Quasi Universal Intergalactic Denomination

Unit
- Nickname: Quid

Demographics
- User(s): None

= Quasi Universal Intergalactic Denomination =

Proposed space currency by Travelex

The Quasi Universal Intergalactic Denomination (QUID) is a proposed "space currency" created as a viral marketing campaign launched by Travelex with the London-based public relations and advertising firm, talkPR. The full name is a backronym from 'quid', a slang term for the British pound. The campaign stated that Travelex was launching a new form of money for space tourists that had no sharp edges, was chemically inert, and had other advantages over paper money.

==The QUID==
After coming up with the idea of a space-money campaign, talkPR and Travelex contacted the National Space Centre, whose employees were presented with a number of mockups made by the campaign artists and were asked to select one.

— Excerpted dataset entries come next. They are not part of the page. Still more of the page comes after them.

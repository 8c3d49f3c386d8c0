//! Scoring module - party scoring rules
//!
//! Points scale with the number of lines removed by one lock and with the
//! current level. The level rises every ten total lines and each level
//! shaves 100ms off the gravity interval down to a 100ms floor.

use crate::types::{
    BASE_FALL_MS, FALL_SPEEDUP_PER_LEVEL_MS, LINES_PER_LEVEL, LINE_POINTS, MIN_FALL_MS,
};

/// Points for clearing `lines` rows with one lock at the given level
/// lines: 1-4 (0 or out of range scores nothing)
pub fn line_clear_points(lines: u32, level: u32) -> u32 {
    if lines == 0 || lines > 4 {
        return 0;
    }
    LINE_POINTS[lines as usize].saturating_mul(level)
}

/// Level for a total line count: starts at 1, +1 every ten lines
pub fn level_for_lines(total_lines: u32) -> u32 {
    total_lines / LINES_PER_LEVEL + 1
}

/// Gravity interval for a level (milliseconds), floored at [`MIN_FALL_MS`]
pub fn fall_interval_ms(level: u32) -> u32 {
    let speedup = level
        .saturating_sub(1)
        .saturating_mul(FALL_SPEEDUP_PER_LEVEL_MS);
    BASE_FALL_MS.saturating_sub(speedup).max(MIN_FALL_MS)
}

#[cfg(test)]
mod tests {
    use super::*;

    #[test]
    fn test_line_clear_points_at_level_one() {
        assert_eq!(line_clear_points(1, 1), 100);
        assert_eq!(line_clear_points(2, 1), 300);
        assert_eq!(line_clear_points(3, 1), 500);
        assert_eq!(line_clear_points(4, 1), 800);
    }

    #[test]
    fn test_line_clear_points_scale_with_level() {
        // A quad scores 800 at level 1 and 2400 at level 3.
        assert_eq!(line_clear_points(4, 1), 800);
        assert_eq!(line_clear_points(4, 3), 2400);
        assert_eq!(line_clear_points(1, 5), 500);
    }

    #[test]
    fn test_no_points_outside_clear_range() {
        assert_eq!(line_clear_points(0, 3), 0);
        assert_eq!(line_clear_points(5, 3), 0);
    }

    #[test]
    fn test_level_curve() {
        assert_eq!(level_for_lines(0), 1);
        assert_eq!(level_for_lines(9), 1);
        assert_eq!(level_for_lines(10), 2);
        assert_eq!(level_for_lines(29), 3);
        assert_eq!(level_for_lines(30), 4);
        assert_eq!(level_for_lines(100), 11);
    }

    #[test]
    fn test_fall_intervals() {
        assert_eq!(fall_interval_ms(1), 1000);
        assert_eq!(fall_interval_ms(2), 900);
        assert_eq!(fall_interval_ms(4), 700);
        assert_eq!(fall_interval_ms(10), 100);
    }

    #[test]
    fn test_fall_interval_floor() {
        assert_eq!(fall_interval_ms(11), 100);
        assert_eq!(fall_interval_ms(50), 100);
        assert_eq!(fall_interval_ms(u32::MAX), 100);
    }
}
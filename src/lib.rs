//! Party Tetris: a falling-block puzzle with 15 shapes and a 10-color palette.
//!
//! `core` holds the pure, deterministic simulation (board, shape catalog,
//! spawning, scoring, game state machine). `term` draws it into a terminal
//! framebuffer, `input` maps key events to commands, and the binary wires
//! the three together.

pub mod core;
pub mod input;
pub mod log;
pub mod term;
pub mod types;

The end result was a series of circular clear discs with colored centers, symbolizing the eight planets of the Solar System inside, and denominations ranging from 1 to 10. Each quid coin would have its own unique code number, similar to the serial number on paper currency, to allow tracking, and to prevent counterfeiting. Travelex stated it planned to work with the Bank of England to begin registering the QUID as possible legal currency in the future.

On October 5, 2007, a one-page press statement announcing the QUID was released and placed on the United Press International press release newswire. The campaign was launched in the midst of intense press coverage of the Virgin Galactic news. The story was picked up by major news agencies in the UK, and soon after, the US. Science magazines and technological blog writers weighed in on the topic, calling it "useless" and "nonsense", further spreading the story.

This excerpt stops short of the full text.